DAC960 SMP deadlock fix

From: Andrea Arcangeli (andrea@suse.de)
Date: Thu Sep 07 2000 - 09:50:51 EST


Hi Leonard,

this night I (hopefully) finally spotted and fixed a longstanding deadlock
that was hitting us on heavily loaded server running the DAC960.

The bug is present also in the earlier 2.2.x and 2.4.x and it's _not_ been
introduced with the DAC960 updates in 2.2.17.

In 2.4.x the SMP deadlock can't trigger because of two reasons:

1) the waitqueue uses a per-queue spinlock and the driver always wakeup
   the waitqueue with the io_request_lock acquired
2) the waitqueue lock in 2.4.x at the moment is a spinlock_t (thus
   there isn't a __cli-less read_lock (no-irqsave) wake_up).

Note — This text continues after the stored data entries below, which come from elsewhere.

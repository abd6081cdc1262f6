//! Tensor creation and initialization methods
//!
//! Random initialization used by fixtures and benchmarks.

use super::types::DenseND;
use scirs2_core::numeric::NumCast;

impl<T> DenseND<T>
where
    T: Clone + NumCast,
{
    /// Create a tensor with random values from a uniform distribution
    ///
    /// Uses scirs2_core::random for RNG (never rand/rand_distr directly)
    ///
    /// # Arguments
    ///
    /// * `shape` - The shape of the tensor
    /// * `low` - Lower bound (inclusive)
    /// * `high` - Upper bound (exclusive)
    ///
    /// # Examples
    ///
    /// ```
    /// use autodp_core::dense::DenseND;
    ///
    /// let tensor = DenseND::<f64>::random_uniform(&[2, 3], 0.0, 1.0).unwrap();
    /// assert_eq!(tensor.shape(), &[2, 3]);
    /// assert!(tensor.iter().all(|&x| (0.0..1.0).contains(&x)));
    /// ```
    pub fn random_uniform(shape: &[usize], low: f64, high: f64) -> anyhow::Result<Self> {
        use scirs2_core::random::quick::random_f64;
        let total: usize = shape.iter().product();
        let range = high - low;
        let data = (0..total)
            .map(|_| {
                let sample = low + random_f64() * range;
                T::from(sample)
                    .ok_or_else(|| anyhow::anyhow!("Sample {} does not fit element type", sample))
            })
            .collect::<anyhow::Result<Vec<T>>>()?;
        Self::from_vec(data, shape)
    }

    /// Create a tensor of random integers drawn uniformly from `[low, high)`.
    ///
    /// # Errors
    ///
    /// Returns an error if the range is empty or a value does not fit `T`.
    ///
    /// ```
    /// use autodp_core::dense::DenseND;
    ///
    /// let tensor = DenseND::<i64>::random_int(&[4, 4], -100, 100).unwrap();
    /// assert!(tensor.iter().all(|&x| (-100..100).contains(&x)));
    /// ```
    pub fn random_int(shape: &[usize], low: i64, high: i64) -> anyhow::Result<Self> {
        use scirs2_core::random::quick::random_f64;
        if high <= low {
            anyhow::bail!("Empty integer range [{}, {})", low, high);
        }
        let total: usize = shape.iter().product();
        let span = (high - low) as f64;
        let data = (0..total)
            .map(|_| {
                let offset = ((random_f64() * span).floor() as i64).min(high - low - 1);
                let value = low + offset;
                T::from(value)
                    .ok_or_else(|| anyhow::anyhow!("Value {} does not fit element type", value))
            })
            .collect::<anyhow::Result<Vec<T>>>()?;
        Self::from_vec(data, shape)
    }
}

#[cfg(test)]
mod tests {
    use super::*;

    #[test]
    fn test_random_int_range_and_shape() {
        let t = DenseND::<i32>::random_int(&[5, 7], -2, 4).unwrap();
        assert_eq!(t.shape(), &[5, 7]);
        assert!(t.iter().all(|&x| (-2..4).contains(&x)));
    }

    #[test]
    fn test_random_int_as_float() {
        let t = DenseND::<f64>::random_int(&[10], 4, 7).unwrap();
        assert!(t.iter().all(|&x| x.fract() == 0.0 && (4.0..7.0).contains(&x)));
    }

    #[test]
    fn test_random_int_empty_range() {
        assert!(DenseND::<i64>::random_int(&[2], 3, 3).is_err());
    }

    #[test]
    fn test_random_uniform_bounds() {
        let t = DenseND::<f64>::random_uniform(&[100], -1.0, 1.0).unwrap();
        assert!(t.iter().all(|&x| (-1.0..1.0).contains(&x)));
    }
}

The bug triggers in 2.2.x because the waitqueue_lock is shard by all
waitqueues and the wake_up uses a read_lock (that can be interrupted by
irq handlers that can later spin on the io_request_lock).

The SMP locking rule that was not enforced by the driver and that was
causing the deadlock is:

        "never run add_wait_queue with the io_request_lock acquired"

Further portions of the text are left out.